There are passages in Scripture where the plain reading of the text can be simply and unequivocally understood, and although it seems superfluous to mention; just how such passages are interpreted and understood, are not within the confines of this article. It is within this narrower description of scriptural interpretation, that this article focuses upon and finds Luther’s 1517 Disputation against Scholastic Theology a reasonable place to start from.

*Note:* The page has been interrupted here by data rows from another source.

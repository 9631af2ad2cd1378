//! Tracing setup for binaries and tests that embed the engine.

use tracing_subscriber::{layer::SubscriberExt, util::SubscriberInitExt};

/// Default filter used when `RUST_LOG` is unset: engine summaries at info,
/// per-stage resolver counts stay quiet.
pub const DEFAULT_FILTER: &str =
    "info,buddy_core::resolver=info,buddy_core::sync=info";

/// Install a global fmt subscriber. `RUST_LOG` wins over `default_filter`.
///
/// Returns `false` when a subscriber was already installed, which happens
/// when several tests or an embedding binary initialize first.
pub fn init_tracing(default_filter: &str) -> bool {
    tracing_subscriber::registry()
        .with(
            tracing_subscriber::EnvFilter::try_from_default_env()
                .unwrap_or_else(|_| default_filter.into()),
        )
        .with(tracing_subscriber::fmt::layer())
        .try_init()
        .is_ok()
}
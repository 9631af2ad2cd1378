use chrono::{DateTime, Utc};

/// Watch state of an episode for one user.
#[derive(Debug, Clone, Copy, PartialEq, Eq, Hash, Default)]
#[cfg_attr(feature = "serde", derive(serde::Serialize, serde::Deserialize))]
#[cfg_attr(feature = "serde", serde(rename_all = "snake_case"))]
pub enum WatchState {
    #[default]
    Unwatched,
    InProgress,
    Watched,
}

/// Per-user watch statistics for a single episode.
///
/// The default record is what a missing record means: never played.
#[derive(Debug, Clone, PartialEq, Eq, Default)]
#[cfg_attr(feature = "serde", derive(serde::Serialize, serde::Deserialize))]
pub struct WatchRecord {
    pub watched: bool,
    pub in_progress: bool,
    pub play_count: u32,
    pub last_watched_at: Option<DateTime<Utc>>,
}

impl WatchRecord {
    pub fn watched(play_count: u32, last_watched_at: DateTime<Utc>) -> Self {
        Self {
            watched: true,
            in_progress: false,
            play_count,
            last_watched_at: Some(last_watched_at),
        }
    }

    pub fn in_progress(last_watched_at: DateTime<Utc>) -> Self {
        Self {
            watched: false,
            in_progress: true,
            play_count: 0,
            last_watched_at: Some(last_watched_at),
        }
    }

    pub fn state(&self) -> WatchState {
        if self.watched {
            WatchState::Watched
        } else if self.in_progress {
            WatchState::InProgress
        } else {
            WatchState::Unwatched
        }
    }
}
use buddy_model::{MediaNode, RuleFilters, WatchRecord};

use crate::catalog::CatalogSnapshot;

/// Conjunction of every configured filter. Tag sets are gathered from the
/// episode and its ancestors, so a genre set on the show applies to each of
/// its episodes.
pub(crate) fn admits(
    snapshot: &CatalogSnapshot,
    filters: &RuleFilters,
    episode: &MediaNode,
    watch: &WatchRecord,
) -> bool {
    if let Some(wanted) = filters.watch_state
        && watch.state() != wanted
    {
        return false;
    }
    if !filters.play_count.admits(Some(&watch.play_count)) {
        return false;
    }
    if !filters.air_date.admits(episode.air_date.as_ref()) {
        return false;
    }
    if !filters.runtime_ms.admits(episode.runtime_ms.as_ref()) {
        return false;
    }
    if !filters.last_watched.admits(watch.last_watched_at.as_ref()) {
        return false;
    }
    if let Some(min) = filters.min_rating
        && let Some(rating) = episode.rating
        && rating < min
    {
        return false;
    }

    tags_intersect(snapshot, episode, &filters.genres, |n| &n.genres)
        && tags_intersect(snapshot, episode, &filters.networks, |n| {
            &n.networks
        })
        && tags_intersect(snapshot, episode, &filters.quality, |n| {
            &n.quality_flags
        })
        && tags_intersect(snapshot, episode, &filters.audio_langs, |n| {
            &n.audio_langs
        })
}

/// Case-insensitive intersection. An empty wanted set admits everything.
fn tags_intersect<F>(
    snapshot: &CatalogSnapshot,
    episode: &MediaNode,
    wanted: &[String],
    tags: F,
) -> bool
where
    F: Fn(&MediaNode) -> &Vec<String>,
{
    if wanted.is_empty() {
        return true;
    }
    snapshot
        .lineage(&episode.id)
        .flat_map(|node| tags(node).iter())
        .any(|tag| wanted.iter().any(|want| want.eq_ignore_ascii_case(tag)))
}

#[cfg(test)]
mod tests {
    use super::*;
    use buddy_model::{Library, LibraryId, NodeId, RangeFilter, WatchState};
    use chrono::{TimeZone, Utc};

    fn snapshot() -> CatalogSnapshot {
        let lib = LibraryId::from("tv");
        let mut snapshot = CatalogSnapshot::new();
        snapshot.insert_library(Library {
            id: lib.clone(),
            title: "TV".into(),
        });
        snapshot
            .set_library_shows(
                &lib,
                vec![
                    MediaNode::show("show", lib.clone(), "Show")
                        .with_genres(["Drama"])
                        .with_networks(["HBO"]),
                ],
            )
            .unwrap();
        snapshot
            .attach_children(
                &NodeId::from("show"),
                vec![MediaNode::season("s1", NodeId::from("show"), 1)],
            )
            .unwrap();
        snapshot
            .attach_children(
                &NodeId::from("s1"),
                vec![
                    MediaNode::episode("e1", NodeId::from("s1"), 1, 1)
                        .with_runtime_ms(40 * 60_000)
                        .with_quality_flags(["1080p"])
                        .with_audio_langs(["en"]),
                    MediaNode::episode("e2", NodeId::from("s1"), 1, 2),
                ],
            )
            .unwrap();
        snapshot
    }

    fn episode<'a>(snapshot: &'a CatalogSnapshot, id: &str) -> &'a MediaNode {
        snapshot.get(&NodeId::from(id)).unwrap()
    }

    #[test]
    fn default_filters_admit_everything() {
        let snapshot = snapshot();
        let filters = RuleFilters::default();
        for id in ["e1", "e2"] {
            assert!(admits(
                &snapshot,
                &filters,
                episode(&snapshot, id),
                &WatchRecord::default()
            ));
        }
    }

    #[test]
    fn show_tags_apply_to_episodes_case_insensitively() {
        let snapshot = snapshot();
        let drama = RuleFilters {
            genres: vec!["drama".into(), "Comedy".into()],
            ..RuleFilters::default()
        };
        let cbs = RuleFilters {
            networks: vec!["CBS".into()],
            ..RuleFilters::default()
        };
        let e2 = episode(&snapshot, "e2");
        let unwatched = WatchRecord::default();

        assert!(admits(&snapshot, &drama, e2, &unwatched));
        assert!(!admits(&snapshot, &cbs, e2, &unwatched));
    }

    #[test]
    fn unknown_runtime_fails_a_runtime_range() {
        let snapshot = snapshot();
        let filters = RuleFilters {
            runtime_ms: RangeFilter::at_most(45 * 60_000),
            ..RuleFilters::default()
        };
        let unwatched = WatchRecord::default();
        let (e1, e2) = (episode(&snapshot, "e1"), episode(&snapshot, "e2"));

        assert!(admits(&snapshot, &filters, e1, &unwatched));
        assert!(!admits(&snapshot, &filters, e2, &unwatched));
    }

    #[test]
    fn missing_rating_skips_the_threshold() {
        let snapshot = snapshot();
        let filters = RuleFilters {
            min_rating: Some(8.0),
            ..RuleFilters::default()
        };
        assert!(admits(
            &snapshot,
            &filters,
            episode(&snapshot, "e2"),
            &WatchRecord::default()
        ));

        let low = episode(&snapshot, "e2").clone().with_rating(6.5);
        assert!(!admits(&snapshot, &filters, &low, &WatchRecord::default()));
    }

    #[test]
    fn watch_filters_use_the_record() {
        let snapshot = snapshot();
        let seen_at = Utc.with_ymd_and_hms(2024, 3, 1, 20, 0, 0).unwrap();
        let watched = WatchRecord::watched(3, seen_at);
        let e1 = episode(&snapshot, "e1");

        let unwatched_only = RuleFilters {
            watch_state: Some(WatchState::Unwatched),
            ..RuleFilters::default()
        };
        assert!(!admits(&snapshot, &unwatched_only, e1, &watched));
        assert!(admits(
            &snapshot,
            &unwatched_only,
            e1,
            &WatchRecord::default()
        ));

        let replayed = RuleFilters {
            play_count: RangeFilter::at_least(2),
            last_watched: RangeFilter::at_least(seen_at),
            ..RuleFilters::default()
        };
        assert!(admits(&snapshot, &replayed, e1, &watched));
        assert!(!admits(&snapshot, &replayed, e1, &WatchRecord::default()));
    }

    #[test]
    fn quality_and_audio_come_from_the_episode() {
        let snapshot = snapshot();
        let filters = RuleFilters {
            quality: vec!["1080P".into()],
            audio_langs: vec!["EN".into()],
            ..RuleFilters::default()
        };
        let unwatched = WatchRecord::default();
        let (e1, e2) = (episode(&snapshot, "e1"), episode(&snapshot, "e2"));

        assert!(admits(&snapshot, &filters, e1, &unwatched));
        assert!(!admits(&snapshot, &filters, e2, &unwatched));
    }
}
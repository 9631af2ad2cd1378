use async_trait::async_trait;
use buddy_model::{NodeId, UserId, WatchRecord};

use crate::error::ProviderResult;

/// Per-user watch history.
#[async_trait]
pub trait WatchStateProvider: Send + Sync {
    /// `Ok(None)` means the service has no history for this episode, which
    /// is a valid answer and not an error.
    async fn watch_state(
        &self,
        episode_id: &NodeId,
        user_id: UserId,
    ) -> ProviderResult<Option<WatchRecord>>;
}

‘Scholasticism consists in the conviction that reason is to be used in the elucidation of spiritual truth and in defense of the dogmas of the Faith’. 2Romanoski, J.T., 2016, A handbook of scholasticism, IHM Press, New York. Quoted in Potgieter, Raymond. “The 97 Theses (04–05 September 1517): A Precursor to the 95 Theses (31 October 1517)?” In Die Skriflig / in Luce Verbi, vol. 52, no. 1, 29 Nov. 2018, https://doi.org/10.4102/ids.v52i1.2392. Accessed 20 Feb. 2023.
Romanoski (2016:318)
Firstly, Luther objects to bringing Aristotelian philosophy into the interpretation of scripture, hence he spoke against the impact that Aristotelianism had had upon Christian theology and the doctrine of his time. He does not mince his words: “Indeed, no one can become a theologian unless he becomes one without Aristotle” (Disputation against Scholastic Theology., No 44). 3 Luther, Disputation against Scholastic Theology., No 44 available at https://www.checkluther.com/wp-content/uploads/1517-Disputation-against-Scholastic-Theology.pdf Luther continues: “Briefly, the whole Aristotle is to theology as darkness is to light. This is in opposition to the scholastics” (Luther, Disput. cont. schol. theol., No 50). In other words Aristotle does not have any place in theology.
Secondly, Luther connects the idea of a proper limit to philosophy, or an establishing of reason within its proper boundaries, to that of its measure or to that of its applicability. “In vain does one fashion a logic of faith, a substitution brought about without regard for limit and measure. This in opposition to the new dialecticians”. (Disputation against Scholastic Theology. No 46). He follows this with “Syllogistic reasoning cannot be the all-expansive manner of knowing God who is shrouded in mystery to the limited human creature” (ibid, No 47), which is plainly understandable.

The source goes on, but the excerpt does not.